As doctors, we will have a front row seat to the devastating effects of this disgusting bill, much like we had front row seats to the suffering of the mismanagement of the early days of the COVID-19 pandemic, and the later disinformation about the COVID-19 vaccines. In the rural community where I work, it was clear that people were getting their medical information from right-wing news sites like Fox News, making our jobs much harder and costing them their lives.
And again, many Trump supporters are getting misinformation about the devastating Medicaid cuts signed into law from Trump. And Fox News is again at the forefront of spreading the mis/disinformation. The right-wing spin machine is distracting people by focusing on the totally made-up “20- to 30-something men playing video games in their parent’s basement and collecting Medicaid checks.”
Medicaid does not work that way. Medicaid is insurance, and when someone needs to see a doctor or have a medical test or procedure, Medicaid pays that bill. Well-paid right-wing podcasters and Fox anchors may not know how Medicaid really works in the real world, but they shouldn’t. propagate the myth of the basement gamer to serve their true purpose: giving Trump and Republicans cover for ripping away healthcare from poor people to pay off their billionaire donors and buddies for financing their campaigns and sometimes salary-defying lavish lifestyles.The fact is, nearly 93% of those covered by Medicaid are working, disabled, in school, or caring for others. Even if the remaining 7% were taken off the program, the savings cannot come close to the $1 trillion in cuts to the program that Congress passed and Trump signed into law.
In fact, the much touted “work requirements” are nothing but a morass of red tape and administrative burden that actually increases the number of uninsured without putting people to work. When implemented in Arkansas in 2018-2019, 18,000 Arkansans lost insurance and employment did not increase.
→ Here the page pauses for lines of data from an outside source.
use std::sync::Arc;

use anyhow::{Context, Result};
use clap::{Parser, Subcommand};
use tracing_subscriber::{layer::SubscriberExt, util::SubscriberInitExt};

pub mod chat;
pub mod health;
pub mod history;
pub mod send;
pub mod session;

use crate::chat::{ExchangeClient, MemoryStore, SharedStore, SqliteStore};
use crate::core::AppConfig;

#[derive(Subcommand)]
enum Command {
    /// Start an interactive chat session (default)
    Chat {
        /// Load the server side history for this session first
        #[arg(long, action, default_value = "false")]
        history: bool,
    },
    /// Send a single message and print the reply
    Send {
        #[arg(long)]
        message: String,
    },
    /// Print the server side history for this session
    History {},
    /// Clear the server side history for this session
    Clear {},
    /// Check that the backend is up
    Health {},
    /// Print the session identifier
    Session {},
}

#[derive(Parser)]
#[command(author, version, about, long_about = None)]
#[command(propagate_version = true)]
pub struct Cli {
    #[command(subcommand)]
    command: Option<Command>,

    /// Override SOFAI_API_BASE_URL
    #[arg(long, global = true)]
    api_base_url: Option<String>,

    /// Override SOFAI_API_KEY
    #[arg(long, global = true)]
    api_key: Option<String>,

    /// Keep the session identifier in memory only
    #[arg(long, global = true, action, default_value = "false")]
    ephemeral: bool,
}

fn init_tracing() {
    tracing_subscriber::registry()
        .with(
            tracing_subscriber::EnvFilter::try_from_default_env()
                .unwrap_or_else(|_| format!("{}=warn", env!("CARGO_CRATE_NAME")).into()),
        )
        .with(tracing_subscriber::fmt::layer().with_writer(std::io::stderr))
        .init();
}

async fn build_client(config: AppConfig, ephemeral: bool) -> Result<ExchangeClient> {
    let store: SharedStore = if ephemeral {
        Arc::new(MemoryStore::new())
    } else {
        std::fs::create_dir_all(&config.storage_path)
            .with_context(|| format!("Failed to create {}", config.storage_path))?;
        Arc::new(SqliteStore::open(&config.db_path()).await?)
    };
    tracing::debug!("Using API base URL {}", config.api_base_url);
    Ok(ExchangeClient::new(config, store)?)
}

pub async fn run() -> Result<()> {
    let args = Cli::parse();
    init_tracing();

    let mut config = AppConfig::default();
    if let Some(url) = args.api_base_url {
        config.api_base_url = url;
    }
    if let Some(key) = args.api_key {
        config.api_key = key;
    }
    let client = build_client(config, args.ephemeral).await?;

    // Handle each sub command
    match args.command {
        Some(Command::Chat { history }) => {
            chat::run(client, history).await?;
        }
        Some(Command::Send { message }) => {
            send::run(&client, &message).await?;
        }
        Some(Command::History {}) => {
            history::show(&client).await?;
        }
        Some(Command::Clear {}) => {
            history::clear(&client).await?;
        }
        Some(Command::Health {}) => {
            health::run(&client).await?;
        }
        Some(Command::Session {}) => {
            session::run(&client).await?;
        }
        None => {
            chat::run(client, false).await?;
        }
    }

    Ok(())
}
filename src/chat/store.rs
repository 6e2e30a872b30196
//! Key-value storage for client-side state (the session identifier).
use std::collections::HashMap;
use std::sync::RwLock;

use anyhow::{Error, Result};
use async_trait::async_trait;
use rusqlite::OptionalExtension;
use tokio_rusqlite::Connection;

use crate::core::db::async_db;

#[async_trait]
pub trait KeyValueStore {
    async fn get(&self, key: &str) -> Result<Option<String>, Error>;
    async fn set(&self, key: &str, value: &str) -> Result<(), Error>;
}

pub type SharedStore = std::sync::Arc<dyn KeyValueStore + Send + Sync + 'static>;

/// Lives only as long as the process.
#[derive(Default)]
pub struct MemoryStore(RwLock<HashMap<String, String>>);

impl MemoryStore {
    pub fn new() -> Self {
        Self::default()
    }
}

#[async_trait]
impl KeyValueStore for MemoryStore {
    async fn get(&self, key: &str) -> Result<Option<String>, Error> {
        let map = self.0.read().unwrap_or_else(|e| e.into_inner());
        Ok(map.get(key).cloned())
    }

    async fn set(&self, key: &str, value: &str) -> Result<(), Error> {
        let mut map = self.0.write().unwrap_or_else(|e| e.into_inner());
        map.insert(key.to_string(), value.to_string());
        Ok(())
    }
}

/// Backed by the `kv` table in the local sqlite db.
#[derive(Clone)]
pub struct SqliteStore {
    db: Connection,
}

impl SqliteStore {
    /// Wraps a connection that already has the schema.
    pub fn new(db: Connection) -> Self {
        Self { db }
    }

    pub async fn open(db_path: &str) -> Result<Self, Error> {
        let db = async_db(db_path).await?;
        Ok(Self { db })
    }
}

#[async_trait]
impl KeyValueStore for SqliteStore {
    async fn get(&self, key: &str) -> Result<Option<String>, Error> {
        let key = key.to_owned();
        let value = self
            .db
            .call(move |conn| {
                let value = conn
                    .query_row("SELECT value FROM kv WHERE key = ?", [key], |row| {
                        row.get::<_, String>(0)
                    })
                    .optional()?;
                Ok(value)
            })
            .await?;
        Ok(value)
    }

    async fn set(&self, key: &str, value: &str) -> Result<(), Error> {
        let key = key.to_owned();
        let value = value.to_owned();
        self.db
            .call(move |conn| {
                conn.execute(
                    "INSERT INTO kv (key, value) VALUES (?, ?)
                     ON CONFLICT(key) DO UPDATE SET value = excluded.value",
                    [key, value],
                )?;
                Ok(())
            })
            .await?;
        Ok(())
    }
}
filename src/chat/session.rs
use anyhow::{Error, Result};
use uuid::Uuid;

use super::store::KeyValueStore;

/// Storage key holding the session identifier.
pub const SESSION_KEY: &str = "sofai_session_id";

/// Returns the stored session identifier, generating and persisting a
/// new one when none exists yet.
pub async fn resolve_session_id(store: &(dyn KeyValueStore + Send + Sync)) -> Result<String, Error> {
    if let Some(id) = store.get(SESSION_KEY).await? {
        if !id.trim().is_empty() {
            return Ok(id);
        }
    }

    let id = Uuid::new_v4().to_string();
    store.set(SESSION_KEY, &id).await?;
    tracing::debug!("Created new session {}", id);
    Ok(id)
}
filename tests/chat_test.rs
mod test_utils;

#[cfg(test)]
mod tests {
    use std::sync::Arc;

    use mockito::Matcher;
    use serde_json::json;

    use sofai::chat::{
        ERROR_REPLY, Exchange, ExchangeClient, KeyValueStore, SESSION_KEY, SqliteStore,
        Submission, Turn,
    };
    use sofai::core::AppConfig;

    use crate::test_utils::test_controller;

    #[tokio::test]
    async fn it_exchanges_a_message_end_to_end() {
        let mut server = mockito::Server::new_async().await;
        let mock = server
            .mock("POST", "/api/chat")
            .match_header("x-api-key", "test-api-key")
            .match_header("x-session-id", Matcher::Regex(r"^[0-9a-f-]{36}$".into()))
            .match_body(Matcher::Json(json!({"message": "Hello", "max_tokens": 256})))
            .with_status(200)
            .with_header("content-type", "application/json")
            .with_body(r#"{"reply": "Hi there"}"#)
            .create_async()
            .await;

        let (controller, _client, _dir) = test_controller(&server.url()).await;
        let outcome = controller.submit("Hello").await;

        mock.assert_async().await;
        assert_eq!(outcome, Submission::Delivered);
        assert_eq!(
            controller.turns(),
            vec![Turn::user("Hello"), Turn::assistant("Hi there")]
        );
        assert!(!controller.is_pending());
    }

    #[tokio::test]
    async fn it_uses_the_legacy_path_when_primary_is_missing() {
        let mut server = mockito::Server::new_async().await;
        let _primary = server
            .mock("POST", "/api/chat")
            .with_status(404)
            .create_async()
            .await;
        let _legacy = server
            .mock("POST", "/chat")
            .with_status(200)
            .with_body(r#"{"reply": "legacy reply"}"#)
            .create_async()
            .await;

        let (controller, _client, _dir) = test_controller(&server.url()).await;
        assert_eq!(controller.submit("Hello").await, Submission::Delivered);
        assert_eq!(controller.turns()[1], Turn::assistant("legacy reply"));
    }

    #[tokio::test]
    async fn it_shows_one_error_turn_for_a_malformed_reply() {
        let mut server = mockito::Server::new_async().await;
        let _mock = server
            .mock("POST", "/api/chat")
            .with_status(200)
            .with_body("{}")
            .create_async()
            .await;

        let (controller, _client, _dir) = test_controller(&server.url()).await;
        assert_eq!(controller.submit("Hello").await, Submission::Failed);

        assert_eq!(
            controller.turns(),
            vec![Turn::user("Hello"), Turn::assistant(ERROR_REPLY)]
        );
        assert!(!controller.is_pending());
    }

    #[tokio::test]
    async fn it_stays_usable_after_a_failure() {
        let mut server = mockito::Server::new_async().await;
        let failing = server
            .mock("POST", Matcher::Any)
            .with_status(500)
            .expect(2)
            .create_async()
            .await;

        let (controller, _client, _dir) = test_controller(&server.url()).await;
        assert_eq!(controller.submit("first").await, Submission::Failed);
        failing.assert_async().await;
        failing.remove_async().await;

        let _ok = server
            .mock("POST", "/api/chat")
            .with_status(200)
            .with_body(r#"{"reply": "back online"}"#)
            .create_async()
            .await;
        assert_eq!(controller.submit("second").await, Submission::Delivered);

        assert_eq!(
            controller.turns(),
            vec![
                Turn::user("first"),
                Turn::assistant(ERROR_REPLY),
                Turn::user("second"),
                Turn::assistant("back online"),
            ]
        );
    }

    #[tokio::test]
    async fn it_never_dispatches_blank_input() {
        let mut server = mockito::Server::new_async().await;
        let mock = server
            .mock("POST", Matcher::Any)
            .expect(0)
            .create_async()
            .await;

        let (controller, _client, _dir) = test_controller(&server.url()).await;
        assert_eq!(controller.submit("").await, Submission::Skipped);
        assert_eq!(controller.submit("   ").await, Submission::Skipped);

        mock.assert_async().await;
        assert!(controller.turns().is_empty());
    }

    #[tokio::test]
    async fn it_keeps_the_session_across_clients() {
        let mut server = mockito::Server::new_async().await;
        let dir = tempfile::tempdir().unwrap();
        let config =
            AppConfig::new(&server.url()).with_storage_path(dir.path().to_str().unwrap());

        let first_id = {
            let store = SqliteStore::open(&config.db_path()).await.unwrap();
            let client = ExchangeClient::new(config.clone(), Arc::new(store)).unwrap();
            client.session_id().await.unwrap()
        };

        // A fresh client over the same storage sends the stored id
        let store = SqliteStore::open(&config.db_path()).await.unwrap();
        assert_eq!(
            store.get(SESSION_KEY).await.unwrap(),
            Some(first_id.clone())
        );

        let mock = server
            .mock("POST", "/api/chat")
            .match_header("x-session-id", first_id.as_str())
            .with_status(200)
            .with_body(r#"{"reply": "same session"}"#)
            .create_async()
            .await;

        let client = ExchangeClient::new(config, Arc::new(store)).unwrap();
        let reply = client.send("Hello").await.unwrap();

        mock.assert_async().await;
        assert_eq!(reply, "same session");
    }

    #[tokio::test]
    async fn it_restores_history_into_the_conversation() {
        let mut server = mockito::Server::new_async().await;
        let _history = server
            .mock("GET", "/history")
            .match_query(Matcher::Regex("session_id=".into()))
            .with_status(200)
            .with_body(
                r#"{"session_id": "s", "messages": [
                    {"role": "user", "text": "Earlier"},
                    {"role": "bot", "text": "Earlier reply"}
                ]}"#,
            )
            .create_async()
            .await;
        let _chat = server
            .mock("POST", "/api/chat")
            .with_status(200)
            .with_body(r#"{"reply": "Now"}"#)
            .create_async()
            .await;

        let (controller, client, _dir) = test_controller(&server.url()).await;
        assert!(controller.restore(client.history().await.unwrap()));
        controller.submit("Later").await;

        assert_eq!(
            controller.turns(),
            vec![
                Turn::user("Earlier"),
                Turn::assistant("Earlier reply"),
                Turn::user("Later"),
                Turn::assistant("Now"),
            ]
        );
    }
}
In Georgia, work requirements turned out to waste taxpayer dollars, costing nearly seven times more than in states that did not require recipients to jump through bureaucratic barriers for their health care.
As this moment presents itself and Republicans in Congress have violated their oath in voting to cut Medicaid and harm our patients, the time has come for us to uphold the oath we took as physicians, which in a translated excerpt goes as follows: "I will use treatment to help the sick according to my ability and judgment, but never with a view to injury or wrongdoing. I will keep them from harm and injustice... Whatever I see or hear in the lives of my patients... I will keep secret, as considering all such things to be private."
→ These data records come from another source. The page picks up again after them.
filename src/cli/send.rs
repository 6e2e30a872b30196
use anyhow::{Result, bail};

use crate::chat::{Exchange, ExchangeClient};

pub async fn run(client: &ExchangeClient, message: &str) -> Result<()> {
    if message.trim().is_empty() {
        bail!("Message is empty");
    }
    let reply = client.send(message).await?;
    println!("{}", reply);
    Ok(())
}
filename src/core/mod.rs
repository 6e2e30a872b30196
pub mod config;
pub mod db;

pub use config::AppConfig;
If we truly mean to “keep (our patients) from harm and injustice” what choice do we have other than to hold accountable those who would do, have done, them harm. Clearly, Trump and Republicans in Congress are threatening grave harm to millions of Americans. These are the people to whom we have sworn our oath. The Republican elected officials who voted for this monstrosity have forsaken their oaths. We cannot do the same.